Museum in Kazakhstan

The Satbayev Memorial Museum (Russian: Мемориальный музей Сатпаева, tr. memorialnii muzey satpaieva) is a museum dedicated to Kazakh scientist Kanysh Satbayev, academician of the Kazakh Soviet Socialist Republic Academy of Sciences, in Almaty, Kazakhstan.

== History ==
The memorial house-museum dedicated to Kazakh academician Kanysh Satbayev was opened in 1989, as part of the celebrations of his 90th birthday. First Secretary of the Central Committee of the Communist Party of Kazakhstan Nursultan Nazarbayev took part in the opening of the museum. The exhibition covered Satbayev's work as a scientist.

In 2009, the museum moved to the Gylym Ordasy complex, the building of the Academy of Sciences of Kazakhstan, where a completely renewed exposition was created.

== Museum exposition ==
The new museum includes three halls with expositions and one memorial hall. The memorial hall displays a recreation of Satbayev's study with authentic furnishings. The exposition of the first three halls contains displays related to Satbayev's childhood, his work, and his contribution to the development of Kazakhstan's economy, science and culture. His work in organizing Kazakhstan's geological service, and the formation of the pioneers of Kazakhstani industry in such cities as Jezkazgan, Karaganda, Guryev and others are covered. Particular attention is paid to the history of the organization and formation of the Academy of Sciences of the Republic of Kazakhstan. The museum organizes an annual event in April to commemorate Satbayev's birth, titled "Decades of memory of the great Kazakh scientist", attended by scientists, geologists, students and schoolchildren.
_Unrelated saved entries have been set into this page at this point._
//! Minimal: centered header, then every visible section stacked in display
//! order under an accent heading. The only layout where `fontSize` and
//! `spacing` drive the whole page.

use crate::models::document::{Document, Section, ThemeSettings};
use crate::render::bodies::contact_details;
use crate::render::node::{Element, Node};
use crate::render::theme::{heading_px, px, section_gap_px, with_alpha};
use crate::render::{contact_info, display_name, root, section_body, section_frame, Slots};

pub fn render(document: &Document, slots: &Slots<'_>) -> Node {
    let theme = &document.theme_settings;

    let header = match slots.contact {
        Some(contact) => Some(header(contact, theme)),
        None if slots.contact_missing => Some(placeholder_header(theme)),
        None => None,
    };

    let body = Element::new("div")
        .class("sections")
        .style("display", "flex")
        .style("flex-direction", "column")
        .style("gap", px(section_gap_px(theme.spacing)))
        .children(
            slots
                .in_order
                .iter()
                .filter(|s| !slots.contact.is_some_and(|c| std::ptr::eq(c, **s)))
                .map(|s| section_block(s, theme)),
        );

    root(document)
        .style("padding", "32px")
        .child_opt(header)
        .child(body)
        .into()
}

fn name_heading(name: &str, theme: &ThemeSettings) -> Element {
    Element::new("h1")
        .class("name")
        .style("color", theme.accent_color.as_str())
        .style("font-size", px(heading_px(theme.font_size, 1)))
        .style("font-weight", "700")
        .text(name)
}

fn header(section: &Section, theme: &ThemeSettings) -> Element {
    let contact = contact_info(section);
    Element::new("header")
        .attr("data-section-id", section.id.as_str())
        .attr("data-section-type", section.section_type.as_str())
        .style("text-align", "center")
        .style("margin-bottom", px(section_gap_px(theme.spacing) + 8))
        .child(name_heading(display_name(&contact), theme))
        .child(
            Element::new("div")
                .class("contact-line")
                .style("display", "flex")
                .style("flex-wrap", "wrap")
                .style("justify-content", "center")
                .style("gap", "16px")
                .style("color", "#4b5563")
                .children(
                    contact_details(&contact, false)
                        .into_iter()
                        .map(|d| Element::new("span").text(d)),
                ),
        )
}

fn placeholder_header(theme: &ThemeSettings) -> Element {
    Element::new("header")
        .attr("data-placeholder", "contact")
        .style("text-align", "center")
        .child(name_heading(crate::render::NAME_PLACEHOLDER, theme))
}

fn section_block(section: &Section, theme: &ThemeSettings) -> Element {
    let accent = theme.accent_color.as_str();
    section_frame(section)
        .child(
            Element::new("h2")
                .class("section-title")
                .style("color", accent)
                .style("font-size", px(heading_px(theme.font_size, 2)))
                .style("border-bottom", format!("1px solid {}", with_alpha(accent, "40")))
                .style("padding-bottom", "4px")
                .style("margin-bottom", "12px")
                .text(section.title.as_str()),
        )
        .child(section_body(section, theme))
}

#[cfg(test)]
mod tests {
    use crate::models::document::{FontSize, Spacing, TemplateId};
    use crate::render::project;
    use crate::render::test_support::sample_document;

    #[test]
    fn test_hidden_summary_omits_heading_and_body() {
        let mut doc = sample_document(TemplateId::Minimal);
        let summary = doc.sections.iter_mut().find(|s| s.id == "summary").unwrap();
        summary.visible = false;
        let tree = project(&doc);
        let text = tree.text_content();
        assert!(!text.contains("Professional Summary"));
        assert!(!text.contains("Pioneering computer scientist"));
        assert!(tree.find_by_attr("data-section-id", "summary").is_none());
        // the rest is still there
        assert!(text.contains("Experience"));
    }

    #[test]
    fn test_contact_not_repeated_in_body() {
        let tree = project(&sample_document(TemplateId::Minimal));
        let header = tree.find_by_attr("data-section-id", "contact").unwrap();
        assert_eq!(header.tag, "header");
        assert!(!tree.text_content().contains("Contact Information"));
    }

    #[test]
    fn test_font_size_and_spacing_scale_output() {
        let mut small = sample_document(TemplateId::Minimal);
        small.theme_settings.font_size = FontSize::Sm;
        small.theme_settings.spacing = Spacing::Compact;
        let mut large = sample_document(TemplateId::Minimal);
        large.theme_settings.font_size = FontSize::Lg;
        large.theme_settings.spacing = Spacing::Relaxed;

        let small_root = project(&small);
        let large_root = project(&large);
        assert_eq!(small_root.as_element().unwrap().style["font-size"], "12px");
        assert_eq!(large_root.as_element().unwrap().style["font-size"], "16px");

        let gap = |tree: &crate::render::node::Node| {
            tree.elements()
                .into_iter()
                .find(|e| e.attrs.get("class").map(String::as_str) == Some("sections"))
                .map(|e| e.style["gap"].clone())
                .unwrap()
        };
        assert_eq!(gap(&small_root), "16px");
        assert_eq!(gap(&large_root), "32px");
    }

    #[test]
    fn test_accent_applied_to_headings() {
        let mut doc = sample_document(TemplateId::Minimal);
        doc.theme_settings.accent_color = "#0a0b0c".to_string();
        let tree = project(&doc);
        let headings: Vec<_> = tree.elements().into_iter().filter(|e| e.tag == "h2").collect();
        assert!(!headings.is_empty());
        assert!(headings.iter().all(|h| h.style["color"] == "#0a0b0c"));
        assert!(headings
            .iter()
            .all(|h| h.style["border-bottom"] == "1px solid #0a0b0c40"));
    }
}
The museum also holds special expositions. The 20 anniversary of the Assembly of People of Kazakhstan and the 550th anniversary of the Kazakh Khanate in 2015 was celebrated with an exhibition of national costume. In addition to the outfits of the Kazakh, Russian, Korean and other peoples, the exhibition included part of the collection of clothes of the Kazakh khans, revived on ethnic motifs of the nineteenth century.